Dans les chroniques médiévales européennes, on a retrouvé des traces de cette éruption et les conséquences sur le climat. En 1258, il n’y a ainsi pas eu d’été à cause de la présence de poussière volcanique dans le ciel. Le frère Richer, un moine qui vivait dans les Vosges, a écrit: «Que dirai-je des fruits de cette année, vu que l’indisposition du temps était si grande qu’à peine l’ardeur du soleil pouvait rayonner sur la terre. Car au long de cet été les nues et brouillards pluvieux furent si fréquents qu’on l’eût plutôt estimé être un automne qu’un été. En premier lieu, le foin ne put être séché à cause des pluies incessamment tombées de l’air; la moisson semblablement fut si abattue de pluies et d’humidité qu’elle fut retardée jusques en septembre. En sorte que dans les épis, les grains germaient et pire encore, ils furent mis aux greniers et tout se putréfia.» (Traduit du vieux français par Pierre Barthélémy, journaliste scientifique au Monde). La même année, une famine aurait touché Londres où un tiers de la population serait décédée.

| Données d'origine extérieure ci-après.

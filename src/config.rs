//! Runtime configuration.
//!
//! Every key is optional; an absent file means the BlueChi defaults. A `[agent]` or `[nodes]`
//! table replaces the whole section, so it needs at least `interface` and `format`.
//!
//! ```toml
//! bus = "system"
//! service = "org.eclipse.bluechi"
//! object_path = "/org/eclipse/bluechi"
//! queue_size = 10
//!
//! [agent]
//! interface = "org.eclipse.bluechi.Agent"
//! property = "Status"
//! format = "Agent status: $status"
//!
//! [nodes]
//! interface = "org.eclipse.bluechi.Node"
//! property = "Status"
//! format = "Node $node: $status"
//! ```

use serde::Deserialize;
use smart_default::SmartDefault;

use crate::errors::*;
use crate::formatting::Format;
use crate::util;

pub const DEFAULT_SERVICE: &str = "org.eclipse.bluechi";
pub const DEFAULT_OBJECT_PATH: &str = "/org/eclipse/bluechi";
pub const AGENT_INTERFACE: &str = "org.eclipse.bluechi.Agent";
pub const NODE_INTERFACE: &str = "org.eclipse.bluechi.Node";
pub const STATUS_PROPERTY: &str = "Status";

pub const PROPERTIES_INTERFACE: &str = "org.freedesktop.DBus.Properties";
pub const PROPERTIES_CHANGED: &str = "PropertiesChanged";

#[derive(Deserialize, Debug, Clone, Copy, PartialEq, Eq, SmartDefault)]
#[serde(rename_all = "snake_case")]
pub enum BusType {
    #[default]
    System,
    Session,
}

#[derive(Deserialize, Debug, Clone, SmartDefault)]
#[serde(deny_unknown_fields, default)]
pub struct Config {
    pub bus: BusType,
    /// Explicit D-Bus address, overrides `bus`
    pub address: Option<String>,
    #[default(DEFAULT_SERVICE.into())]
    pub service: String,
    #[default(DEFAULT_OBJECT_PATH.into())]
    pub object_path: String,
    /// How many unprocessed messages zbus buffers before dropping
    #[default(10)]
    pub queue_size: usize,
    #[default(WatchConfig::agent())]
    pub agent: WatchConfig,
    #[default(WatchConfig::nodes())]
    pub nodes: WatchConfig,
}

/// What to watch and how to print it.
#[derive(Deserialize, Debug, Clone, PartialEq, Eq)]
#[serde(deny_unknown_fields)]
pub struct WatchConfig {
    pub interface: String,
    #[serde(default = "default_property")]
    pub property: String,
    pub format: Format,
}

fn default_property() -> String {
    STATUS_PROPERTY.into()
}

impl WatchConfig {
    pub fn agent() -> Self {
        Self {
            interface: AGENT_INTERFACE.into(),
            property: default_property(),
            format: builtin_format("Agent status: $status"),
        }
    }

    pub fn nodes() -> Self {
        Self {
            interface: NODE_INTERFACE.into(),
            property: default_property(),
            format: builtin_format("Node $node: $status"),
        }
    }
}

fn builtin_format(s: &str) -> Format {
    match s.parse() {
        Ok(format) => format,
        Err(e) => unreachable!("builtin format '{s}' is invalid: {e}"),
    }
}

impl Config {
    /// Loads the configuration.
    ///
    /// An explicitly requested file must exist. Otherwise `config.toml` is looked up in the
    /// standard locations and the defaults are used if it is not found.
    pub fn load(explicit: Option<&str>) -> Result<Self> {
        match explicit {
            Some(path) => util::deserialize_toml_file(path),
            None => match util::find_file("config.toml") {
                Some(path) => {
                    log::debug!("using config file {}", path.display());
                    util::deserialize_toml_file(path)
                }
                None => Ok(Self::default()),
            },
        }
    }

    pub fn validate(&self) -> Result<()> {
        if self.queue_size == 0 {
            return Err(Error::configuration("queue_size must be at least 1"));
        }
        if !self.object_path.starts_with('/') {
            return Err(Error::configuration(format!(
                "object_path '{}' must start with '/'",
                self.object_path
            )));
        }
        Ok(())
    }
}

#[cfg(test)]
mod tests {
    use super::*;

    #[test]
    fn defaults() {
        let config = Config::default();
        assert_eq!(config.bus, BusType::System);
        assert_eq!(config.service, "org.eclipse.bluechi");
        assert_eq!(config.object_path, "/org/eclipse/bluechi");
        assert_eq!(config.agent.interface, "org.eclipse.bluechi.Agent");
        assert_eq!(config.agent.property, "Status");
        assert_eq!(config.nodes.interface, "org.eclipse.bluechi.Node");
        assert!(config.validate().is_ok());
    }

    #[test]
    fn empty_file_is_default() {
        let config: Config = toml::from_str("").unwrap();
        assert_eq!(config.agent, WatchConfig::agent());
        assert_eq!(config.nodes, WatchConfig::nodes());
        assert_eq!(config.queue_size, 10);
    }

    #[test]
    fn overrides() {
        let config: Config = toml::from_str(
            r#"
            bus = "session"
            queue_size = 32

            [agent]
            interface = "org.example.Agent"
            format = "state=$status"
            "#,
        )
        .unwrap();
        assert_eq!(config.bus, BusType::Session);
        assert_eq!(config.queue_size, 32);
        assert_eq!(config.agent.interface, "org.example.Agent");
        assert_eq!(config.agent.property, "Status");
        assert_eq!(config.agent.format, "state=$status".parse::<Format>().unwrap());
        assert_eq!(config.nodes, WatchConfig::nodes());
    }

    #[test]
    fn rejects_unknown_keys() {
        assert!(toml::from_str::<Config>("colour = true").is_err());
    }

    #[test]
    fn rejects_bad_format() {
        let res = toml::from_str::<Config>(
            r#"
            [agent]
            interface = "org.eclipse.bluechi.Agent"
            format = "$unknown"
            "#,
        );
        assert!(res.is_err());
    }

    #[test]
    fn validate_object_path() {
        let config = Config {
            object_path: "org/eclipse".into(),
            ..Default::default()
        };
        assert_eq!(config.validate().unwrap_err().kind, ErrorKind::Configuration);
    }
}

  • Le volcan Sarytchev, sur l’île Matoua, en éruption. (Wikipédia Satellite)

Le Samalas avait connu deux éruptions explosives

Franck Lavigne, professeur de géographie physique à l’université de Paris-1 et spécialiste de l’Indonésie, s’est rendu dans le pays pour trouver une réponse: «Le Samalas avait déjà connu au moins deux éruptions explosives violentes par le passé mais il s’était reconstruit.» Aussi, selon Jean-Christophe Komorowski, professeur de volcanologie à l’institut de physique du Globe de Paris-CNRS, «on avait là, culminant à 4.200 mètres d’altitude, un énorme volcan de 8 à 9 kilomètres de diamètre, avec le Rinjani sur le côté. Dessous, 40 km3 de magma très riche en gaz s’étaient accumulés dans la chambre magmatique. Cette chambre aurait fini par exploser formant alors la caldeira que l’on retrouve aujourd’hui sur l’île.»

Jean-Christophe Komorowski ajoute également: «Le panache est monté jusqu’à 43 km d’altitude. On a eu là des avalanches incandescentes de pierre ponce et de gaz, un peu comme la mousse qui déborde d’une casserole de lait bouilli, des nuées ardentes qui se sont répandues sur 25 km, sauf au sud où elles ont été bloquées par d’anciens reliefs volcaniques, ce qui explique que des gens aient survécu. Mais sinon, l’île a été dévastée. Cela a dû être le noir complet pendant des jours, des semaines voire des mois». Pratiquement, c’est la plus grosse éruption, appelée éruption ultra-plinienne. Un Pompéi en Asie!

Récemment, les archéologues ont apposé la date de 1258 sur les squelettes des milliers de personnes qui ont été enterrées en fosse commune à Londres. «Nous ne pouvons pas dire avec certitude que ces deux événements sont liés mais les populations ont certainement souffert de cette éruption», a souligné Franck Lavigne aux nouvelles de la BBC.